[Task objective] All lines between the start of the listing below and the line containing "pub fn quote_ident(name: &str)", inclusive, must be repeated exactly.

[Task input]
__________
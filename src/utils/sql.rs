// SQL identifier handling and statement rewriting for index builds.
//
// Every identifier that reaches a DDL statement goes through validation and
// quoting here. Index definitions are never interpolated from user input
// without passing the rewrite below.

use regex::Regex;

use crate::error::{CreationFailure, CuratorError, Result};

/// PostgreSQL truncates identifiers beyond NAMEDATALEN-1 bytes.
const MAX_IDENTIFIER_LEN: usize = 63;

/// Check that a name is a safe PostgreSQL identifier (unquoted form).
pub fn is_valid_identifier(name: &str) -> bool {
    if name.is_empty() || name.len() > MAX_IDENTIFIER_LEN {
        return false;
    }
    let identifier_regex = Regex::new(r"^[A-Za-z_][A-Za-z0-9_$]*$").unwrap();
    identifier_regex.is_match(name)
}

/// Quote an identifier for interpolation into DDL, doubling embedded quotes.
pub fn quote_ident(name: &str) -> String {
    format!("\"{}\"", name.replace('"', "\"\""))
}

/// Schema-qualify and quote a relation name.
pub fn qualified(schema: &str, name: &str) -> String {
    format!("{}.{}", quote_ident(schema), quote_ident(name))
}

/// Split an optionally schema-qualified name into (schema, name).
/// Bare names resolve to the `public` schema.
pub fn split_qualified(name: &str) -> (String, String) {
    match name.split_once('.') {
        Some((schema, rest)) => (schema.to_string(), rest.to_string()),
        None => ("public".to_string(), name.to_string()),
    }
}

/// Derive a session advisory lock key from a resource name.
///
/// Folds the md5 digest of the name down to its first 8 bytes so concurrent
/// engine instances pointed at the same database contend on the same key.
pub fn advisory_lock_key(resource: &str) -> i64 {
    let digest = md5::compute(resource.as_bytes());
    let mut prefix = [0u8; 8];
    prefix.copy_from_slice(&digest.0[..8]);
    i64::from_be_bytes(prefix)
}

/// Rewrite a `CREATE INDEX` template into its non-blocking canonical form:
/// `CREATE [UNIQUE] INDEX CONCURRENTLY IF NOT EXISTS <rest>`.
///
/// Rejects statements that are not index creations or that do not name
/// `index_name` as the index being created.
pub fn rewrite_create_index_concurrently(sql: &str, index_name: &str) -> Result<String> {
    let create_regex = Regex::new(
        r"(?is)^\s*CREATE\s+(UNIQUE\s+)?INDEX\s+(?:CONCURRENTLY\s+)?(?:IF\s+NOT\s+EXISTS\s+)?(.+)$",
    )
    .unwrap();

    let trimmed = sql.trim().trim_end_matches(';').trim_end();
    let captures = create_regex.captures(trimmed).ok_or_else(|| invalid(
        index_name,
        "statement is not a CREATE INDEX",
    ))?;

    let unique = if captures.get(1).is_some() { "UNIQUE " } else { "" };
    let rest = captures
        .get(2)
        .map(|m| m.as_str().trim())
        .unwrap_or_default();

    if !names_index(rest, index_name) {
        return Err(invalid(
            index_name,
            "statement does not create the requested index",
        ));
    }

    let on_regex = Regex::new(r"(?i)\bON\b").unwrap();
    if !on_regex.is_match(rest) {
        return Err(invalid(index_name, "statement has no ON <table> clause"));
    }

    Ok(format!(
        "CREATE {}INDEX CONCURRENTLY IF NOT EXISTS {}",
        unique,
        collapse_newlines(rest)
    ))
}

/// True when the body of a CREATE INDEX starts with the expected index name,
/// quoted or not. Unquoted names compare case-insensitively since the server
/// folds them to lowercase.
fn names_index(rest: &str, index_name: &str) -> bool {
    let leading = match rest.strip_prefix('"') {
        Some(quoted) => match quoted.split_once('"') {
            Some((name, _)) => return name == index_name,
            None => return false,
        },
        None => rest,
    };
    let token: String = leading
        .chars()
        .take_while(|c| !c.is_whitespace() && *c != '(')
        .collect();
    token.eq_ignore_ascii_case(index_name)
}

fn collapse_newlines(sql: &str) -> String {
    let parts: Vec<&str> = sql.split_whitespace().collect();
    parts.join(" ")
}

fn invalid(index_name: &str, detail: &str) -> CuratorError {
    CuratorError::IndexCreation {
        index_name: index_name.to_string(),
        cause: CreationFailure::InvalidDefinition,
        detail: detail.to_string(),
    }
}
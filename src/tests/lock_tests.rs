// src/tests/lock_tests.rs
//! Resource lock coordinator tests
//!
//! The coordinator never queues: a held (kind, resource) pair fails the next
//! taker immediately. These tests cover fail-fast acquisition, release on
//! every exit path, the stale sweep, and the successor-safety rule that a
//! reclaimed guard must not release a lock it no longer owns.

use std::time::Duration;

use chrono::Utc;

use crate::config::LockConfig;
use crate::error::CuratorError;
use crate::locks::{LockCoordinator, LockKind};
use crate::tests::test_utils::test_metrics;

fn coordinator() -> LockCoordinator {
    let config = LockConfig {
        default_timeout_seconds: 300,
        sweep_interval_seconds: 60,
    };
    LockCoordinator::new(&config, test_metrics())
}

/// Test that a second acquisition of a held resource fails fast with
/// ResourceBusy instead of waiting
#[test]
fn test_second_acquire_fails_fast() {
    let locks = coordinator();

    let _guard = locks
        .acquire(LockKind::IndexCreation, "public.users", None)
        .unwrap();

    let second = locks.acquire(LockKind::IndexCreation, "public.users", None);
    match second {
        Err(CuratorError::ResourceBusy { resource, operation }) => {
            assert_eq!(resource, "public.users");
            assert_eq!(operation, "index_creation");
        }
        other => panic!("expected ResourceBusy, got: {:?}", other.map(|_| ())),
    }
}

/// Test that locks are keyed by (kind, resource): other resources and other
/// kinds stay available
#[test]
fn test_lock_keyed_by_kind_and_resource() {
    let locks = coordinator();

    let _creation = locks
        .acquire(LockKind::IndexCreation, "public.users", None)
        .unwrap();

    assert!(
        locks.acquire(LockKind::IndexCreation, "public.orders", None).is_ok(),
        "a different resource must not contend"
    );
    assert!(
        locks.acquire(LockKind::Reindex, "public.users", None).is_ok(),
        "a different kind on the same resource must not contend"
    );
}

/// Test that dropping the guard releases the lock
#[test]
fn test_guard_drop_releases() {
    let locks = coordinator();

    let guard = locks
        .acquire(LockKind::Maintenance, "maintenance-pass", None)
        .unwrap();
    assert!(locks.is_held(LockKind::Maintenance, "maintenance-pass"));

    drop(guard);
    assert!(
        !locks.is_held(LockKind::Maintenance, "maintenance-pass"),
        "dropping the guard must release the lock"
    );
    assert!(
        locks.acquire(LockKind::Maintenance, "maintenance-pass", None).is_ok(),
        "the resource must be re-acquirable after release"
    );
}

/// Test that explicit release behaves exactly like a drop
#[test]
fn test_explicit_release() {
    let locks = coordinator();

    let guard = locks
        .acquire(LockKind::Integrity, "integrity-sweep", None)
        .unwrap();
    guard.release();

    assert_eq!(locks.held_count(), 0);
}

/// Test that the stale sweep reclaims locks held past twice their timeout
/// and counts them in the safeguard metrics
#[test]
fn test_stale_sweep_reclaims_abandoned_locks() {
    let config = LockConfig {
        default_timeout_seconds: 300,
        sweep_interval_seconds: 60,
    };
    let metrics = test_metrics();
    let locks = LockCoordinator::new(&config, std::sync::Arc::clone(&metrics));

    // Abandoned 700s ago with a 300s timeout: past the 600s reclaim line.
    let now = Utc::now();
    locks.insert_backdated(
        LockKind::IndexCreation,
        "public.users",
        now - chrono::Duration::seconds(700),
        Duration::from_secs(300),
    );
    let _fresh = locks
        .acquire(LockKind::Reindex, "public.orders", None)
        .unwrap();

    let reclaimed = locks.sweep_stale_at(now);
    assert_eq!(reclaimed.len(), 1);
    assert_eq!(reclaimed[0].resource, "public.users");
    assert!(reclaimed[0].held_seconds >= 700);

    assert!(
        !locks.is_held(LockKind::IndexCreation, "public.users"),
        "the stale lock must be gone"
    );
    assert!(
        locks.is_held(LockKind::Reindex, "public.orders"),
        "fresh locks must survive the sweep"
    );
    assert_eq!(metrics.snapshot().stale_locks_reclaimed, 1);

    // Nothing left to reclaim: the sweep is idempotent.
    let second = locks.sweep_stale_at(now);
    assert!(second.is_empty(), "a second sweep must find nothing");
    assert_eq!(metrics.snapshot().stale_locks_reclaimed, 1);
}

/// Test that locks inside twice their timeout are left alone
#[test]
fn test_sweep_leaves_recent_locks() {
    let locks = coordinator();

    // 400s held with a 300s timeout is late but under the 600s reclaim line.
    let now = Utc::now();
    locks.insert_backdated(
        LockKind::IndexCreation,
        "public.users",
        now - chrono::Duration::seconds(400),
        Duration::from_secs(300),
    );

    let reclaimed = locks.sweep_stale_at(now);
    assert!(reclaimed.is_empty(), "400s < 2x300s must not be reclaimed");
    assert!(locks.is_held(LockKind::IndexCreation, "public.users"));
}

/// Test that a guard whose lock was reclaimed never releases the
/// successor's lock
#[test]
fn test_reclaimed_guard_never_clobbers_successor() {
    let locks = coordinator();

    let old_guard = locks
        .acquire(LockKind::IndexCreation, "public.users", None)
        .unwrap();

    // Simulate the operation wedging long enough for the sweep to reclaim.
    let future = Utc::now() + chrono::Duration::seconds(700);
    let reclaimed = locks.sweep_stale_at(future);
    assert_eq!(reclaimed.len(), 1, "the wedged lock must be reclaimed");

    // A successor takes over the resource.
    let successor = locks
        .acquire(LockKind::IndexCreation, "public.users", None)
        .unwrap();

    // The zombie guard finally drops; the successor's lock must survive.
    drop(old_guard);
    assert!(
        locks.is_held(LockKind::IndexCreation, "public.users"),
        "dropping a reclaimed guard must leave the successor's lock in place"
    );

    drop(successor);
    assert!(!locks.is_held(LockKind::IndexCreation, "public.users"));
}

/// Test that the active lock view reports the oldest lock first
#[test]
fn test_active_locks_oldest_first() {
    let locks = coordinator();

    let now = Utc::now();
    locks.insert_backdated(
        LockKind::Maintenance,
        "maintenance-pass",
        now - chrono::Duration::seconds(50),
        Duration::from_secs(300),
    );
    let _fresh = locks
        .acquire(LockKind::IndexCreation, "public.users", None)
        .unwrap();

    let active = locks.active_locks();
    assert_eq!(active.len(), 2);
    assert_eq!(active[0].resource, "maintenance-pass");
    assert!(active[0].held_seconds >= active[1].held_seconds);
    assert_eq!(active[0].timeout_seconds, 300);
}
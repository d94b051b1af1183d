#!/usr/bin/env cargo run --release

// Use modules from the library crate
// (imports are done directly where needed)

use std::fs;
use std::path::PathBuf;
use std::sync::Arc;

use clap::Parser;
use tracing::{debug, info, warn};
use tracing_appender::{non_blocking, rolling};
use tracing_subscriber::{EnvFilter, fmt, layer::SubscriberExt, util::SubscriberInitExt};

use curator::config::EngineConfig;
use curator::database::catalog;
use curator::engine::CuratorEngine;

#[derive(Parser)]
#[command(
    name = "curator-server",
    version,
    about = "Autonomous PostgreSQL index lifecycle engine"
)]
struct Args {
    /// Path to the TOML configuration file
    #[arg(short, long)]
    config: Option<String>,

    /// Database URL override (beats the config file and environment)
    #[arg(long)]
    database_url: Option<String>,

    /// Directory for rolling log files
    #[arg(long, default_value = ".curator/logs")]
    log_dir: String,

    /// Print the effective configuration as TOML and exit
    #[arg(long)]
    print_config: bool,
}

#[tokio::main]
async fn main() -> anyhow::Result<()> {
    let args = Args::parse();

    // Initialize logging with both console and file output
    let filter = EnvFilter::try_from_default_env()
        .or_else(|_| EnvFilter::try_new("curator=info"))
        .unwrap();

    let logs_dir = shellexpand::tilde(&args.log_dir).to_string();
    fs::create_dir_all(&logs_dir).unwrap_or_else(|e| {
        eprintln!("Failed to create logs directory: {}", e);
    });

    // Set up file appender with daily rolling
    let file_appender = rolling::daily(&logs_dir, "curator.log");
    let (non_blocking_file, _file_guard) = non_blocking(file_appender);

    // Set up console appender
    let (non_blocking_console, _console_guard) = non_blocking(std::io::stdout());

    // Create multi-layer subscriber
    tracing_subscriber::registry()
        .with(filter)
        .with(
            fmt::layer()
                .with_writer(non_blocking_console)
                .with_target(false)
                .with_ansi(true),
        )
        .with(
            fmt::layer()
                .with_writer(non_blocking_file)
                .with_target(true)
                .with_ansi(false)
                .with_file(true)
                .with_line_number(true),
        )
        .init();

    info!("🚀 Starting Curator - Autonomous PostgreSQL Index Lifecycle Engine");
    info!(
        "📝 Logging enabled - Console output + File output to {}/curator.log",
        logs_dir
    );

    let config_path = args
        .config
        .map(|p| PathBuf::from(shellexpand::tilde(&p).to_string()));
    let mut config = EngineConfig::load(config_path.as_deref())?;
    if let Some(url) = args.database_url {
        config.database.url = url;
    }

    if args.print_config {
        println!("{}", config.to_toml_string()?);
        return Ok(());
    }

    let engine = Arc::new(CuratorEngine::connect(config).await?);

    engine.database().ping().await?;
    match catalog::server_version(engine.database().pool()).await {
        Ok(version) => info!("📋 PostgreSQL server version: {}", version),
        Err(e) => warn!("Could not read server version: {}", e),
    }

    // Startup integrity check with a timeout so a slow catalog never blocks
    // the engine from coming up
    info!("🔍 Running startup integrity check...");
    let sweep_start = std::time::Instant::now();
    let remediate = engine.config().integrity.remediate;
    match tokio::time::timeout(
        std::time::Duration::from_secs(30),
        engine.check_integrity(remediate),
    )
    .await
    {
        Ok(Ok((report, remediation))) => {
            let duration = sweep_start.elapsed();
            if report.is_clean() {
                info!(
                    "✅ Startup integrity check clean in {:.2}s",
                    duration.as_secs_f64()
                );
            } else {
                warn!(
                    "⚠️ Startup integrity check found {} issues in {:.2}s{}",
                    report.issue_count(),
                    duration.as_secs_f64(),
                    if remediation.is_some() {
                        " (remediation applied)"
                    } else {
                        ""
                    }
                );
            }
        }
        Ok(Err(e)) => {
            warn!("⚠️ Startup integrity check failed: {} (engine will continue)", e);
        }
        Err(_) => {
            warn!("⏰ Startup integrity check timed out after 30s (engine will continue)");
        }
    }

    let tasks = Arc::clone(&engine).start_background_tasks();
    debug!("✓ {} background tasks running", tasks.task_count());
    info!("🎯 Curator is up; press Ctrl-C to stop");

    tokio::signal::ctrl_c().await?;
    info!("👋 Shutdown signal received");

    tasks.shutdown();
    engine.close().await;
    info!("🏁 Curator stopped");
    Ok(())
}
__________
[The answer]
filename src/utils/sql.rs
// SQL identifier handling and statement rewriting for index builds.
//
// Every identifier that reaches a DDL statement goes through validation and
// quoting here. Index definitions are never interpolated from user input
// without passing the rewrite below.

use regex::Regex;

use crate::error::{CreationFailure, CuratorError, Result};

/// PostgreSQL truncates identifiers beyond NAMEDATALEN-1 bytes.
const MAX_IDENTIFIER_LEN: usize = 63;

/// Check that a name is a safe PostgreSQL identifier (unquoted form).
pub fn is_valid_identifier(name: &str) -> bool {
    if name.is_empty() || name.len() > MAX_IDENTIFIER_LEN {
        return false;
    }
    let identifier_regex = Regex::new(r"^[A-Za-z_][A-Za-z0-9_$]*$").unwrap();
    identifier_regex.is_match(name)
}

/// Quote an identifier for interpolation into DDL, doubling embedded quotes.
pub fn quote_ident(name: &str) -> String {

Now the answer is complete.